The hard way would be to look up the locations at the What Three Words website, and eyeball the location then find it again in Google Earth. (I tried to make that as easy as possible by choosing locations that were at the centerpoint of large round objects.) After you use Google Earth to get coords you can then use a tool like the radius tool at GPS Visualizer to create rings around the coords that can be exported back to Google Earth. You end up with something that looks like this:


And once you zoom in to the intersection you get something like this:


The coords on this are definitely "softer" than the puzzles I typically give you because the What Three Words coords are for 3 meter by 3 meter squares, not for specific points. 

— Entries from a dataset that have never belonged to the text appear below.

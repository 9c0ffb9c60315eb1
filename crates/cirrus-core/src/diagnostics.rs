pub mod commands {
    pub const METADATA_REFRESH: &str = "CR101";
    pub const METADATA_LIST: &str = "CR102";
    pub const METADATA_SEARCH: &str = "CR103";
    pub const METADATA_SAVE: &str = "CR104";
    pub const TOOLS_ENSURE: &str = "CR201";
    pub const GENERIC: &str = "CR000";
}

pub mod catalog {
    pub const SCOPE_UNDETERMINABLE: &str = "CR300";
    pub const REGION_LOOKUP: &str = "CR301";
    pub const SOURCE_UNAVAILABLE: &str = "CR302";
    pub const SOURCES_UNAVAILABLE: &str = "CR303";
    pub const RECORD_PERSIST: &str = "CR310";
    pub const PARTIAL_RECONCILE: &str = "CR311";
    pub const STORE_READ: &str = "CR320";
}

pub mod tools {
    pub const NO_MATCHING_TOOLS: &str = "CR400";
    pub const ARCH_UNSUPPORTED: &str = "CR401";
    pub const HOST_ARCH_INCOMPATIBLE: &str = "CR402";
    pub const BUILD_FAILED: &str = "CR403";
    pub const ENVIRONMENT: &str = "CR404";
    pub const UPLOAD_FAILED: &str = "CR405";
}
use std::fs;
use std::path::PathBuf;

use anyhow::Result;
use cirrus_domain::api::{CatalogRecord, MetadataFilter};
use serde_json::{json, Value};

use crate::context::CommandContext;
use crate::diagnostics::commands as diag;
use crate::errors::{CatalogError, ToolsError};
use crate::outcome::ExecutionOutcome;
use crate::reconcile::{RecordSummary, Reconciliation};
use crate::refresh::{list, refresh_published_metadata, save_metadata, search_published_images};
use crate::tools::ensure_tools_availability;

#[derive(Clone, Debug, Default)]
pub struct MetadataListRequest {
    pub filter: MetadataFilter,
}

#[derive(Clone, Debug)]
pub struct MetadataSaveRequest {
    pub path: PathBuf,
}

#[derive(Clone, Debug, Default)]
pub struct ToolsEnsureRequest {
    pub series: Option<String>,
    pub arch: Option<String>,
}

fn catalog_outcome(err: &CatalogError) -> ExecutionOutcome {
    let mut details = json!({ "code": err.code(), "reason": "catalog" });
    match err {
        CatalogError::ScopeUndeterminable { .. } => {
            details["hint"] = json!(
                "Declare a region in the environment manifest, or run `cirrus metadata search` for an unscoped view."
            );
            ExecutionOutcome::user_error(err.to_string(), details)
        }
        CatalogError::PartialReconcile { messages } => {
            details["failures"] = json!(messages);
            ExecutionOutcome::failure(err.to_string(), details)
        }
        _ => ExecutionOutcome::failure(err.to_string(), details),
    }
}

fn tools_outcome(err: &ToolsError) -> ExecutionOutcome {
    let mut details = json!({ "code": err.code(), "reason": "tools" });
    let hint = match err {
        ToolsError::NoMatchingTools { .. } => Some(
            "Publish matching tools to a tools source, or bootstrap with a development CLI so tools can be built.",
        ),
        ToolsError::ArchitectureUnsupported { .. } => {
            Some("Pick an architecture listed in the manifest's supported-architectures.")
        }
        ToolsError::HostArchitectureIncompatible { .. } => {
            Some("Publish tools for the target architecture, or bootstrap from a machine of that architecture.")
        }
        ToolsError::Build { .. } | ToolsError::Environment { .. } | ToolsError::Upload { .. } => {
            None
        }
    };
    match hint {
        Some(hint) => {
            details["hint"] = json!(hint);
            ExecutionOutcome::user_error(err.to_string(), details)
        }
        None => ExecutionOutcome::failure(err.to_string(), details),
    }
}

fn record_summaries(reconciliation: &Reconciliation) -> Vec<RecordSummary> {
    reconciliation.results.iter().map(RecordSummary::from).collect()
}

/// Refreshes the catalog from the environment's image sources.
///
/// # Errors
/// Returns an error only if the outcome cannot be serialized.
pub fn metadata_refresh(ctx: &CommandContext) -> Result<ExecutionOutcome> {
    let summary = match refresh_published_metadata(ctx.effects()) {
        Ok(summary) => summary,
        Err(err) => return Ok(catalog_outcome(&err)),
    };
    let unavailable: Vec<String> = summary.unavailable.iter().map(ToString::to_string).collect();
    let saved = summary.reconciliation.saved();
    Ok(ExecutionOutcome::success(
        format!(
            "saved {saved} image record(s) from {} source(s)",
            summary.sources - unavailable.len()
        ),
        json!({
            "code": diag::METADATA_REFRESH,
            "sources": summary.sources,
            "unavailable": unavailable,
            "saved": saved,
            "records": serde_json::to_value(record_summaries(&summary.reconciliation))?,
        }),
    ))
}

/// Lists stored image records grouped by source.
///
/// # Errors
/// Returns an error only if the outcome cannot be serialized.
pub fn metadata_list(
    ctx: &CommandContext,
    request: &MetadataListRequest,
) -> Result<ExecutionOutcome> {
    let grouped = match list(ctx.effects(), &request.filter) {
        Ok(grouped) => grouped,
        Err(err) => return Ok(catalog_outcome(&err)),
    };
    let total: usize = grouped.values().map(Vec::len).sum();
    let groups: Vec<Value> = grouped
        .iter()
        .map(|(source, records)| json!({ "source": source, "records": records }))
        .collect();
    Ok(ExecutionOutcome::success(
        format!("{total} image record(s) in {} source(s)", groups.len()),
        json!({
            "code": diag::METADATA_LIST,
            "catalog": ctx.settings().catalog.path.display().to_string(),
            "groups": groups,
        }),
    ))
}

/// Shows what a refresh would fetch, without saving.
///
/// # Errors
/// Returns an error only if the outcome cannot be serialized.
pub fn metadata_search(
    ctx: &CommandContext,
    request: &MetadataListRequest,
) -> Result<ExecutionOutcome> {
    let found = match search_published_images(ctx.effects(), &request.filter) {
        Ok(found) => found,
        Err(err) => return Ok(catalog_outcome(&err)),
    };
    let unavailable: Vec<String> = found.errors.iter().map(ToString::to_string).collect();
    Ok(ExecutionOutcome::success(
        format!("{} published image record(s)", found.records.len()),
        json!({
            "code": diag::METADATA_SEARCH,
            "records": found.records,
            "unavailable": unavailable,
        }),
    ))
}

/// Saves operator-supplied image records from a JSON file.
///
/// # Errors
/// Returns an error only if the outcome cannot be serialized.
pub fn metadata_save(
    ctx: &CommandContext,
    request: &MetadataSaveRequest,
) -> Result<ExecutionOutcome> {
    let records: Vec<CatalogRecord> = match fs::read_to_string(&request.path)
        .map_err(anyhow::Error::from)
        .and_then(|contents| serde_json::from_str(&contents).map_err(anyhow::Error::from))
    {
        Ok(records) => records,
        Err(err) => {
            return Ok(ExecutionOutcome::user_error(
                format!("cannot read records from {}", request.path.display()),
                json!({
                    "code": diag::METADATA_SAVE,
                    "reason": "invalid_records",
                    "error": format!("{err:#}"),
                    "hint": "Provide a JSON array of image records with series, arch and artifact_id.",
                }),
            ));
        }
    };
    let reconciliation = save_metadata(ctx.effects(), records);
    let records = serde_json::to_value(record_summaries(&reconciliation))?;
    if let Some(err) = &reconciliation.error {
        let mut outcome = catalog_outcome(err);
        outcome.details["records"] = records;
        return Ok(outcome);
    }
    Ok(ExecutionOutcome::success(
        format!("saved {} image record(s)", reconciliation.saved()),
        json!({
            "code": diag::METADATA_SAVE,
            "saved": reconciliation.saved(),
            "records": records,
        }),
    ))
}

/// Makes sure agent tools exist for the requested series and architecture.
///
/// # Errors
/// Returns an error only if the outcome cannot be serialized.
pub fn tools_ensure(ctx: &CommandContext, request: &ToolsEnsureRequest) -> Result<ExecutionOutcome> {
    let series = request
        .series
        .clone()
        .unwrap_or_else(|| ctx.effects().provider().config().default_series.clone());
    let binaries =
        match ensure_tools_availability(ctx.effects(), &series, request.arch.as_deref()) {
            Ok(binaries) => binaries,
            Err(err) => return Ok(tools_outcome(&err)),
        };
    let versions: Vec<String> = binaries
        .iter()
        .map(|tools| tools.binary().to_string())
        .collect();
    Ok(ExecutionOutcome::success(
        format!("tools available: {}", versions.join(", ")),
        json!({
            "code": diag::TOOLS_ENSURE,
            "series": series,
            "tools": serde_json::to_value(&binaries)?,
        }),
    ))
}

So what is that thing? It looks like a giant gear, but is in fact the Tandle Hill Rotary Wheel, a 1000' earthwork sculpture created in 2014 by the local Rotary Club. It is the largest permanent rotary wheel in the UK, and the largest outside the US. 


So how did you do with the puzzle? What method did you use to get the job done? 


4 comments:

  1. With the introduction on geocachingtoolbox it is much easier, but if that did not exist you can skip the eyeballing on the what3words site by:
    1. Click the Red Bar with the what three words phrase at bottom of the map
    2. Choose Share Pin Location
    3. Click the encircled GPS logo
    4. Copy the latitude/longitude presented

    ReplyDelete
  2. I had to wait for the solution, but now I have another puzzle type to be on the lookout for.

    ReplyDelete
  3. Once you have the coordinates the circles can be easily plotted in Google Earth without using another external tool. Pin the point, click show ruler, choose circle then move the cursor out until the circle is the desired radius and save. Repeat for the other circles. See where they meet.

    ReplyDelete

REMEMBER: No spoilers!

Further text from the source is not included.